■ RECORDED INFORMATION
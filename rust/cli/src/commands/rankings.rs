use crate::error::CliError;
use pokerschool_engine::hand::{HAND_RANKINGS, description};
use std::io::Write;

pub fn handle_rankings_command(out: &mut dyn Write) -> Result<(), CliError> {
    for category in HAND_RANKINGS {
        writeln!(
            out,
            "{:>2}. {:<16} {}",
            category.score(),
            category.name(),
            description(category)
        )?;
    }
    Ok(())
}
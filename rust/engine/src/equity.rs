//! Street-based equity heuristic and pot odds.
//!
//! The equity figure is a linear remap of the category score, not a
//! probability computed from outs or enumeration.

use serde::{Deserialize, Serialize};

use crate::cards::Card;
use crate::hand::evaluate;

/// Represents a betting street in Texas Hold'em poker.
#[derive(Debug, Clone, Copy, Eq, PartialEq, Hash, Serialize, Deserialize)]
pub enum Street {
    /// Hole cards only
    Preflop,
    /// Three community cards
    Flop,
    /// Four community cards
    Turn,
    /// Five community cards
    River,
}

impl Street {
    /// Street implied by the total number of known cards (hole + community).
    /// Counts other than 2, 5 and 6 fall through to the river bucket.
    pub fn from_card_count(total: usize) -> Street {
        match total {
            2 => Street::Preflop,
            5 => Street::Flop,
            6 => Street::Turn,
            _ => Street::River,
        }
    }

    pub fn community_cards(self) -> usize {
        match self {
            Street::Preflop => 0,
            Street::Flop => 3,
            Street::Turn => 4,
            Street::River => 5,
        }
    }

    pub fn name(self) -> &'static str {
        match self {
            Street::Preflop => "preflop",
            Street::Flop => "flop",
            Street::Turn => "turn",
            Street::River => "river",
        }
    }

    // (scale, offset) applied to score / 10
    fn weights(self) -> (f64, f64) {
        match self {
            Street::Preflop => (0.5, 0.25),
            Street::Flop => (0.6, 0.2),
            Street::Turn => (0.7, 0.15),
            Street::River => (0.8, 0.1),
        }
    }
}

pub const STREETS: [Street; 4] = [Street::Preflop, Street::Flop, Street::Turn, Street::River];

/// Approximate win probability for `hole` given the `community` cards seen so far.
///
/// ```
/// use pokerschool_engine::cards::parse_cards;
/// use pokerschool_engine::equity::estimate_equity;
///
/// let hole = parse_cards("A♠ K♠").unwrap();
/// assert_eq!(estimate_equity(&hole, &[]), 0.25);
/// ```
pub fn estimate_equity(hole: &[Card], community: &[Card]) -> f64 {
    let all: Vec<Card> = hole.iter().chain(community).copied().collect();
    let score = evaluate(&all).score;
    let (scale, offset) = Street::from_card_count(all.len()).weights();
    f64::from(score) / 10.0 * scale + offset
}

/// Share of the final pot the caller puts in: `bet / (pot + bet)`.
///
/// Returns `0.0` when both inputs are zero instead of dividing by zero.
pub fn pot_odds(pot_size: f64, bet_to_call: f64) -> f64 {
    let total = pot_size + bet_to_call;
    if total == 0.0 {
        return 0.0;
    }
    bet_to_call / total
}

/// Odds written as `call:pot`, e.g. `20:100`.
pub fn pot_odds_ratio(pot_size: f64, bet_to_call: f64) -> String {
    format!("{}:{}", bet_to_call, pot_size)
}
//! # Pokerschool CLI Library
//!
//! Command-line front end for the pokerschool engine: hand evaluation,
//! equity estimates, pot odds, the ranking reference and practice deals.
//!
//! ## Main Entry Point
//!
//! The primary entry point is the [`run`] function, which parses command-line
//! arguments and executes the appropriate subcommand.
//!
//! ```
//! let mut out = Vec::new();
//! let mut err = Vec::new();
//! let code = pokerschool_cli::run(["pokerschool", "odds", "--pot", "100", "--call", "20"], &mut out, &mut err);
//! assert_eq!(code, 0);
//! assert!(String::from_utf8(out).unwrap().contains("Pot odds: 16.7%"));
//! ```
//!
//! ## Available Subcommands
//!
//! - `eval`: Evaluate up to seven cards
//! - `equity`: Estimate equity from hole cards and board
//! - `odds`: Pot odds for a call
//! - `rankings`: Hand categories with descriptions
//! - `deal`: Deal and walk through a practice hand
//! - `cfg`: Display current configuration settings

use clap::Parser;
use std::io::Write;

pub mod cli;
mod commands;
pub mod config;
mod error;
pub mod exit_code;
pub mod formatters;
pub mod logging;
pub mod ui;

use cli::{Commands, PokerschoolCli};
use commands::{
    handle_cfg_command, handle_deal_command, handle_equity_command, handle_eval_command,
    handle_odds_command, handle_rankings_command,
};
use formatters::CardStyle;

pub use error::CliError;

const COMMANDS: &[&str] = &["eval", "equity", "odds", "rankings", "deal", "cfg"];

/// Main entry point for the CLI application.
///
/// Parses `args`, resolves configuration, installs the stderr log subscriber
/// and dispatches to the subcommand handler.
///
/// # Returns
///
/// Exit code: `0` for success (including `--help` and `--version`), `2` for
/// usage, configuration and command errors.
pub fn run<I, S>(args: I, out: &mut dyn Write, err: &mut dyn Write) -> i32
where
    I: IntoIterator<Item = S>,
    S: AsRef<str>,
{
    let argv: Vec<String> = args.into_iter().map(|s| s.as_ref().to_string()).collect();

    let cli = match PokerschoolCli::try_parse_from(&argv) {
        Ok(cli) => cli,
        Err(e) => {
            use clap::error::ErrorKind;

            // Help and version go to stdout and exit 0
            return match e.kind() {
                ErrorKind::DisplayHelp | ErrorKind::DisplayVersion => {
                    if write!(out, "{}", e).is_err() {
                        return exit_code::ERROR;
                    }
                    exit_code::SUCCESS
                }
                _ => {
                    let _ = write_usage(err, &e.to_string());
                    exit_code::ERROR
                }
            };
        }
    };

    let resolved = match config::load_with_sources() {
        Ok(r) => r,
        Err(e) => {
            let _ = ui::write_error(err, &CliError::from(e).to_string());
            return exit_code::ERROR;
        }
    };
    logging::init_logging(&resolved.config.log_level);
    tracing::debug!(command = ?cli.cmd, "dispatching");

    match dispatch(cli.cmd, &resolved, out, err) {
        Ok(()) => exit_code::SUCCESS,
        Err(e) => {
            tracing::warn!(error = %e, "command failed");
            let _ = ui::write_error(err, &e.to_string());
            exit_code::ERROR
        }
    }
}

fn dispatch(
    cmd: Commands,
    resolved: &config::ConfigResolved,
    out: &mut dyn Write,
    err: &mut dyn Write,
) -> Result<(), CliError> {
    let style = CardStyle::from_unicode_flag(resolved.config.unicode);
    match cmd {
        Commands::Eval { cards, log } => {
            handle_eval_command(&cards, log.as_deref(), style, out, err)
        }
        Commands::Equity { hole, board, log } => {
            handle_equity_command(&hole, &board, log.as_deref(), style, out)
        }
        Commands::Odds { pot, call } => handle_odds_command(pot, call, out),
        Commands::Rankings => handle_rankings_command(out),
        Commands::Deal { seed } => handle_deal_command(seed.or(resolved.config.seed), style, out),
        Commands::Cfg => handle_cfg_command(resolved, out),
    }
}

fn write_usage(err: &mut dyn Write, clap_message: &str) -> std::io::Result<()> {
    writeln!(err, "{}", clap_message)?;
    writeln!(err)?;
    writeln!(err, "Pokerschool CLI")?;
    writeln!(err, "Usage: pokerschool <command> [options]\n")?;
    writeln!(err, "Commands:")?;
    for c in COMMANDS {
        writeln!(err, "  {}", c)?;
    }
    writeln!(err, "\nFor full help, run: pokerschool --help")
}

■ TASK DETAILS
Make an exact copy of every record listed above.

■ WRITTEN SOLUTION
filename rust/cli/src/commands/rankings.rs
use crate::error::CliError;
use pokerschool_engine::hand::{HAND_RANKINGS, description};
use std::io::Write;

pub fn handle_rankings_command(out: &mut dyn Write) -> Result<(), CliError> {
    for category in HAND_RANKINGS {
        writeln!(
            out,
            "{:>2}. {:<16} {}",
            category.score(),
            category.name(),
            description(category)
        )?;
    }
    Ok(())
}
filename rust/engine/src/equity.rs
//! Street-based equity heuristic and pot odds.
//!
//! The equity figure is a linear remap of the category score, not a
//! probability computed from outs or enumeration.

use serde::{Deserialize, Serialize};

use crate::cards::Card;
use crate::hand::evaluate;

/// Represents a betting street in Texas Hold'em poker.
#[derive(Debug, Clone, Copy, Eq, PartialEq, Hash, Serialize, Deserialize)]
pub enum Street {
    /// Hole cards only
    Preflop,
    /// Three community cards
    Flop,
    /// Four community cards
    Turn,
    /// Five community cards
    River,
}

impl Street {
    /// Street implied by the total number of known cards (hole + community).
    /// Counts other than 2, 5 and 6 fall through to the river bucket.
    pub fn from_card_count(total: usize) -> Street {
        match total {
            2 => Street::Preflop,
            5 => Street::Flop,
            6 => Street::Turn,
            _ => Street::River,
        }
    }

    pub fn community_cards(self) -> usize {
        match self {
            Street::Preflop => 0,
            Street::Flop => 3,
            Street::Turn => 4,
            Street::River => 5,
        }
    }

    pub fn name(self) -> &'static str {
        match self {
            Street::Preflop => "preflop",
            Street::Flop => "flop",
            Street::Turn => "turn",
            Street::River => "river",
        }
    }

    // (scale, offset) applied to score / 10
    fn weights(self) -> (f64, f64) {
        match self {
            Street::Preflop => (0.5, 0.25),
            Street::Flop => (0.6, 0.2),
            Street::Turn => (0.7, 0.15),
            Street::River => (0.8, 0.1),
        }
    }
}

pub const STREETS: [Street; 4] = [Street::Preflop, Street::Flop, Street::Turn, Street::River];

/// Approximate win probability for `hole` given the `community` cards seen so far.
///
/// ```
/// use pokerschool_engine::cards::parse_cards;
/// use pokerschool_engine::equity::estimate_equity;
///
/// let hole = parse_cards("A♠ K♠").unwrap();
/// assert_eq!(estimate_equity(&hole, &[]), 0.25);
/// ```
pub fn estimate_equity(hole: &[Card], community: &[Card]) -> f64 {
    let all: Vec<Card> = hole.iter().chain(community).copied().collect();
    let score = evaluate(&all).score;
    let (scale, offset) = Street::from_card_count(all.len()).weights();
    f64::from(score) / 10.0 * scale + offset
}

/// Share of the final pot the caller puts in: `bet / (pot + bet)`.
///
/// Returns `0.0` when both inputs are zero instead of dividing by zero.
pub fn pot_odds(pot_size: f64, bet_to_call: f64) -> f64 {
    let total = pot_size + bet_to_call;
    if total == 0.0 {
        return 0.0;
    }
    bet_to_call / total
}

/// Odds written as `call:pot`, e.g. `20:100`.
pub fn pot_odds_ratio(pot_size: f64, bet_to_call: f64) -> String {
    format!("{}:{}", bet_to_call, pot_size)
}
//! # Pokerschool CLI Library
//!
//! Command-line front end for the pokerschool engine: hand evaluation,
//! equity estimates, pot odds, the ranking reference and practice deals.
//!
//! ## Main Entry Point
//!
//! The primary entry point is the [`run`] function, which parses command-line
//! arguments and executes the appropriate subcommand.
//!
//! ```
//! let mut out = Vec::new();
//! let mut err = Vec::new();
//! let code = pokerschool_cli::run(["pokerschool", "odds", "--pot", "100", "--call", "20"], &mut out, &mut err);
//! assert_eq!(code, 0);
//! assert!(String::from_utf8(out).unwrap().contains("Pot odds: 16.7%"));
//! ```
//!
//! ## Available Subcommands
//!
//! - `eval`: Evaluate up to seven cards
//! - `equity`: Estimate equity from hole cards and board
//! - `odds`: Pot odds for a call
//! - `rankings`: Hand categories with descriptions
//! - `deal`: Deal and walk through a practice hand
//! - `cfg`: Display current configuration settings

use clap::Parser;
use std::io::Write;

pub mod cli;
mod commands;
pub mod config;
mod error;
pub mod exit_code;
pub mod formatters;
pub mod logging;
pub mod ui;

use cli::{Commands, PokerschoolCli};
use commands::{
    handle_cfg_command, handle_deal_command, handle_equity_command, handle_eval_command,
    handle_odds_command, handle_rankings_command,
};
use formatters::CardStyle;

pub use error::CliError;

const COMMANDS: &[&str] = &["eval", "equity", "odds", "rankings", "deal", "cfg"];

/// Main entry point for the CLI application.
///
/// Parses `args`, resolves configuration, installs the stderr log subscriber
/// and dispatches to the subcommand handler.
///
/// # Returns
///
/// Exit code: `0` for success (including `--help` and `--version`), `2` for
/// usage, configuration and command errors.
pub fn run<I, S>(args: I, out: &mut dyn Write, err: &mut dyn Write) -> i32
where
    I: IntoIterator<Item = S>,
    S: AsRef<str>,
{
    let argv: Vec<String> = args.into_iter().map(|s| s.as_ref().to_string()).collect();

    let cli = match PokerschoolCli::try_parse_from(&argv) {
        Ok(cli) => cli,
        Err(e) => {
            use clap::error::ErrorKind;

            // Help and version go to stdout and exit 0
            return match e.kind() {
                ErrorKind::DisplayHelp | ErrorKind::DisplayVersion => {
                    if write!(out, "{}", e).is_err() {
                        return exit_code::ERROR;
                    }
                    exit_code::SUCCESS
                }
                _ => {
                    let _ = write_usage(err, &e.to_string());
                    exit_code::ERROR
                }
            };
        }
    };

    let resolved = match config::load_with_sources() {
        Ok(r) => r,
        Err(e) => {
            let _ = ui::write_error(err, &CliError::from(e).to_string());
            return exit_code::ERROR;
        }
    };
    logging::init_logging(&resolved.config.log_level);
    tracing::debug!(command = ?cli.cmd, "dispatching");

    match dispatch(cli.cmd, &resolved, out, err) {
        Ok(()) => exit_code::SUCCESS,
        Err(e) => {
            tracing::warn!(error = %e, "command failed");
            let _ = ui::write_error(err, &e.to_string());
            exit_code::ERROR
        }
    }
}

fn dispatch(
    cmd: Commands,
    resolved: &config::ConfigResolved,
    out: &mut dyn Write,
    err: &mut dyn Write,
) -> Result<(), CliError> {
    let style = CardStyle::from_unicode_flag(resolved.config.unicode);
    match cmd {
        Commands::Eval { cards, log } => {
            handle_eval_command(&cards, log.as_deref(), style, out, err)
        }
        Commands::Equity { hole, board, log } => {
            handle_equity_command(&hole, &board, log.as_deref(), style, out)
        }
        Commands::Odds { pot, call } => handle_odds_command(pot, call, out),
        Commands::Rankings => handle_rankings_command(out),
        Commands::Deal { seed } => handle_deal_command(seed.or(resolved.config.seed), style, out),
        Commands::Cfg => handle_cfg_command(resolved, out),
    }
}

fn write_usage(err: &mut dyn Write, clap_message: &str) -> std::io::Result<()> {
    writeln!(err, "{}", clap_message)?;
    writeln!(err)?;
    writeln!(err, "Pokerschool CLI")?;
    writeln!(err, "Usage: pokerschool <command> [options]\n")?;
    writeln!(err, "Commands:")?;
    for c in COMMANDS {
        writeln!(err, "  {}", c)?;
    }
    writeln!(err, "\nFor full help, run: pokerschool --help")
}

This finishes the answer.